Illustrations by BillyHawk Enos, Kevin Jones, Charles Munroe, and Mauricio Sandoval
The Washoe people have lived in the Lake Tahoe region for countless generations. They shared a common language, ancestral traditions, legends, and a great reverence for the lake.
Cultural preservation, and specifically language preservation, is important to the Washoe people and the Washoe Tribe today. In an effort to revitalize Washoe language and traditions for future generations, the Tribe’s language program—known as the Patalŋi Me?k’i Head Start Immersion Nest—recently published a series of children’s books with support from the Administration for Native Americans.
Four artists, BillyHawk Enos, Kevin Jones, Charles Munroe, and Mauricio Sandoval, illustrated the legends. The stories were retold and translated by Lisa Enos and Washoe Elder Melba Rakow. This exhibition features the original illustrations.
The books accompanying these original artworks are for sale in the Museum Store. Sales help to support Washoe youth language revitalization programs.
DaɁawɁaga: At the Edge of the Lake
This theme comprises one section of the museum-wide exhibition, Tahoe: A Visual History.
The Washoe people have lived in the Lake Tahoe region for countless generations. They referred to Lake Tahoe as DaɁawɁaga, or “edge of the lake,” because they lived around its shore. The term was eventually shortened to DaɁaw, from which the word “Tahoe” is derived.
Different Washoe groups gathered annually at the lake during late spring and summer where they caught fish and gathered plant foods. The Welmelti were from a territory located roughly north of the lake, the Ṕawalu or “valley people” lived to its west, and the Huŋalelti were from the southern region. During the winter months, they returned to the lake’s adjacent valleys where elevations were lower and temperatures milder.

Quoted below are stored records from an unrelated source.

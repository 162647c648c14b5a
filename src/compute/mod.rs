//! The data-parallel compute model all passes of the tessellation run on.
//!
//! Every pass is a kernel, a function of the invocation index, launched for a number of
//! invocations. Kernels communicate only through atomics or through disjoint output
//! elements, exactly like accelerator kernels writing to storage buffers.
//! A dispatch returns once every invocation has finished, which acts as the barrier
//! between two consecutive passes.
//!
//! The invocations are executed on the `rayon` thread pool.

use rayon::prelude::*;

pub mod dispatcher;
pub mod rebuild;

pub use dispatcher::{
    workgroup_count, DispatchIndirectArgs, Dispatcher, DrawIndirectArgs, IndirectBuffer,
};
pub use rebuild::SumReductionRebuildPipeline;

/// The default number of invocations per workgroup of kernels launched per leaf.
pub const DEFAULT_WORKGROUP_SIZE: u32 = 64;

/// Launches `kernel` once for every invocation index in `0..invocation_count`.
pub fn dispatch<K>(invocation_count: u32, kernel: K)
where
    K: Fn(u32) + Send + Sync,
{
    (0..invocation_count).into_par_iter().for_each(kernel);
}

/// Launches `workgroup_count` workgroups of `workgroup_size` invocations.
///
/// As on an accelerator, the last workgroup may contain invocations past the end of the
/// work, which the kernel has to discard itself.
pub fn dispatch_workgroups<K>(workgroup_count: u32, workgroup_size: u32, kernel: K)
where
    K: Fn(u32) + Send + Sync,
{
    dispatch(workgroup_count * workgroup_size, kernel);
}

/// Launches a workgroup grid whose size is read from the indirect buffer.
pub fn dispatch_indirect<K>(buffer: &IndirectBuffer, workgroup_size: u32, kernel: K)
where
    K: Fn(u32) + Send + Sync,
{
    let args = buffer.dispatch_args();
    dispatch_workgroups(args.x * args.y * args.z, workgroup_size, kernel);
}

/// Launches one invocation per element of `output`, each owning its element exclusively.
pub fn dispatch_over<T, K>(output: &mut [T], kernel: K)
where
    T: Send,
    K: Fn(usize, &mut T) + Send + Sync,
{
    output
        .par_iter_mut()
        .enumerate()
        .for_each(|(index, element)| kernel(index, element));
}

/// Launches one invocation per chunk of `chunk_size` consecutive elements of `output`.
pub fn dispatch_chunks<T, K>(output: &mut [T], chunk_size: usize, kernel: K)
where
    T: Send,
    K: Fn(usize, &mut [T]) + Send + Sync,
{
    output
        .par_chunks_mut(chunk_size)
        .enumerate()
        .for_each(|(index, chunk)| kernel(index, chunk));
}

The annual trip to DaɁaw was eagerly anticipated. Its pure waters offered more than simple benefits—it was the life-sustaining element for the land, the plants, the fish, the birds, the animals, and all the people who lived around it. Once the Washoe people arrived at DaɁaw, they blessed themselves and the water in celebration of the harmony that existed among the people, the land, and the water. Every notable geographic feature and stream had a Washoe name.
Today, Washoe people carry on the traditions of their ancestors and encourage younger generations to do the same. Programs related to Washoe language preservation, basket weaving, fishing, and other traditional activities are offered and encouraged through the Washoe Cultural Advisory Committee. Special access is also granted in areas around the lake where Washoe people continue to gather native plants and other resources. Lake Tahoe continues to be a special and sacred place to all Washoe people.

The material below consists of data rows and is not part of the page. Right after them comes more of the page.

use crate::{
    cbt::{self, bitfield::BitfieldStore, sum_reduction::SumReductionTree},
    leb,
};

/// Which kind of mutation a subdivision pass performs.
///
/// Splits only ever set bits and merges only ever clear them. Running them in separate,
/// alternating passes keeps the writes of a single pass monotone.
#[derive(Clone, Copy, Debug, Default, PartialEq, Eq, Hash)]
pub enum UpdatePhase {
    #[default]
    Split,
    Merge,
}

impl UpdatePhase {
    /// The phase of the given subdivision frame, alternating every frame.
    pub fn of_frame(frame: u32) -> Self {
        if frame % 2 == 0 {
            Self::Split
        } else {
            Self::Merge
        }
    }
}

/// The split and merge operations that keep the leaves free of T-junctions.
///
/// Any number of invocations may call these operations concurrently during one pass. Every
/// write is a single idempotent bit operation on the live bitfield, while all decisions are
/// made against the tree snapshot of the last rebuild.
#[derive(Clone, Copy)]
pub struct ConformingSubdivision<'a> {
    bitfield: &'a BitfieldStore,
    tree: &'a SumReductionTree,
    min_depth: u32,
}

impl<'a> ConformingSubdivision<'a> {
    pub fn new(bitfield: &'a BitfieldStore, tree: &'a SumReductionTree, min_depth: u32) -> Self {
        debug_assert_eq!(bitfield.max_depth(), tree.max_depth());

        Self {
            bitfield,
            tree,
            min_depth,
        }
    }

    /// Marks the children of the node as leaves and returns whether it was newly split.
    #[inline]
    fn split_node(&self, node: u32) -> bool {
        self.bitfield.set_leaf(cbt::right_child(node), true)
    }

    /// Splits the leaf and every triangle along its longest edge chain that would otherwise
    /// form a T-junction with its children.
    ///
    /// Splitting a node of the maximum depth does nothing. Once a split finds its bit
    /// already set, the invocation that set it is responsible for the rest of the chain.
    pub fn split(&self, node: u32) {
        if node <= cbt::ROOT || cbt::depth(node) >= self.bitfield.max_depth() {
            return;
        }

        if !self.split_node(node) {
            return;
        }

        let mut neighbor = leb::edge_neighbor(node);

        while neighbor > cbt::ROOT {
            if !self.split_node(neighbor) {
                break;
            }

            // realizes the neighbor in case it was part of a coarser leaf
            let parent = cbt::parent(neighbor);
            if parent <= cbt::ROOT || !self.split_node(parent) {
                break;
            }

            neighbor = leb::edge_neighbor(parent);
        }
    }

    /// Merges the diamond of the leaf back into its two parents.
    ///
    /// The merge is refused unless the leaf is deeper than the minimum depth and all members
    /// of the diamond are leaves. Returns whether the diamond was merged.
    pub fn merge(&self, node: u32) -> bool {
        let depth = cbt::depth(node);

        if depth <= self.min_depth.max(1) || !self.tree.is_leaf(node) {
            return false;
        }

        let diamond = leb::diamond_parent(node);

        if self.tree.node_count(diamond.base) != 2 || self.tree.node_count(diamond.top) != 2 {
            return false;
        }

        self.bitfield.set_leaf(cbt::right_child(diamond.base), false);
        self.bitfield.set_leaf(cbt::right_child(diamond.top), false);

        true
    }
}

#[cfg(test)]
pub(crate) mod checks {
    use crate::leb::{self, Triangle};
    use bevy::math::Vec2;
    use std::collections::HashSet;

    fn quantize(v: Vec2) -> (u32, u32) {
        let scale = (1u32 << 20) as f32;
        ((v.x * scale) as u32, (v.y * scale) as u32)
    }

    /// Asserts that the leaves cover the unit square exactly once.
    pub(crate) fn assert_tiles_square(leaves: &[u32]) {
        let triangles: Vec<Triangle> = leaves.iter().map(|&leaf| leb::decode(leaf)).collect();

        let measure: f32 = triangles
            .iter()
            .map(|triangle| leb::signed_double_area(triangle).abs())
            .sum();
        let area: f32 = triangles
            .iter()
            .map(|triangle| 0.5 * leb::signed_double_area(triangle))
            .sum();

        assert!((measure - 2.0).abs() < 1e-5, "measure {measure}");
        assert!((area - 1.0).abs() < 1e-5, "area {area}");
    }

    /// Asserts that no vertex of any leaf lies at the midpoint of an edge of another leaf.
    pub(crate) fn assert_conforming(leaves: &[u32]) {
        let triangles: Vec<Triangle> = leaves.iter().map(|&leaf| leb::decode(leaf)).collect();
        let vertices: HashSet<(u32, u32)> =
            triangles.iter().flatten().copied().map(quantize).collect();

        for (leaf, [v0, v1, v2]) in leaves.iter().zip(&triangles) {
            for (a, b) in [(v0, v1), (v1, v2), (v2, v0)] {
                let midpoint = (*a + *b) * 0.5;
                assert!(
                    !vertices.contains(&quantize(midpoint)),
                    "T-junction on leaf {leaf} at {midpoint}"
                );
            }
        }
    }
}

Water Woes – Clarity, Conflict & Conservation
This theme comprises one section of the museum-wide exhibition, Tahoe: A Visual History.
Tahoe’s hydrological impact extends far beyond its shores. The 400-square-mile greater Lake Tahoe watershed contains 63 tributaries, or streams, that flow into it from adjacent Sierra peaks. Lake Tahoe’s waters flow out and down the Truckee River 122 miles to the north and east before feeding Pyramid Lake, a terminus desert lake whose surface area rivals that of Tahoe and whose resources sustain the indigenous Pyramid Lake Paiute Tribe.

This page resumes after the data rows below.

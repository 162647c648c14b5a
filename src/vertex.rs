use crate::{
    cbt::sum_reduction::SumReductionTree,
    compute::{dispatch_chunks, IndirectBuffer},
    height::TerrainSurface,
    leb,
};
use bevy::math::Vec2;
use bytemuck::{Pod, Zeroable};

/// A vertex of the triangle stream handed to the rasterizer.
#[repr(C)]
#[derive(Clone, Copy, Debug, Default, PartialEq, Zeroable, Pod)]
pub struct TerrainVertex {
    pub position: [f32; 3],
    pub normal: [f32; 3],
    pub uv: [f32; 2],
}

impl TerrainVertex {
    pub fn new(surface: &TerrainSurface, uv: Vec2) -> Self {
        Self {
            position: surface.position(uv).to_array(),
            normal: surface.normal(uv).to_array(),
            uv: uv.to_array(),
        }
    }
}

/// The kernel decoding every leaf into three vertices.
pub struct VertexGenerationPipeline;

impl VertexGenerationPipeline {
    /// Fills `vertices` with the triangle list of the current leaves, sized by the draw
    /// arguments in the indirect buffer.
    pub fn run(
        vertices: &mut Vec<TerrainVertex>,
        tree: &SumReductionTree,
        buffer: &IndirectBuffer,
        surface: &TerrainSurface,
    ) {
        let vertex_count = buffer.draw_args().vertex_count as usize;
        vertices.resize(vertex_count, TerrainVertex::default());

        dispatch_chunks(vertices, 3, |leaf_index, triangle| {
            let node = tree.leaf_index_to_heap_index(leaf_index as u32);
            let [v0, v1, v2] = leb::decode(node);

            // counter-clockwise in uv turns clockwise when seen from above the xz plane
            for (vertex, uv) in triangle.iter_mut().zip([v0, v2, v1]) {
                *vertex = TerrainVertex::new(surface, uv);
            }
        });
    }
}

Nineteenth-century artists depicted the region’s water in abundance—as a plentiful resource that could seemingly never be depleted. Recreation and agriculture, however, began to impact the larger watershed system’s water levels, clarity, and ecological makeup. The politics of how the lake’s water is distributed outside the Tahoe basin continues to be a complicated matter.
Today scientists race to study human impacts on Lake Tahoe so that conservation measures can be implemented to help manage the diverse interests that depend on the lake’s output. Federal officials declared parts of the Tahoe Basin a natural disaster area in 2014 due to severe drought and lack of water from diminishing snowmelt. Many living artists have created works that reflect on how issues related to water quality, distribution, and conservation affect the lake’s future.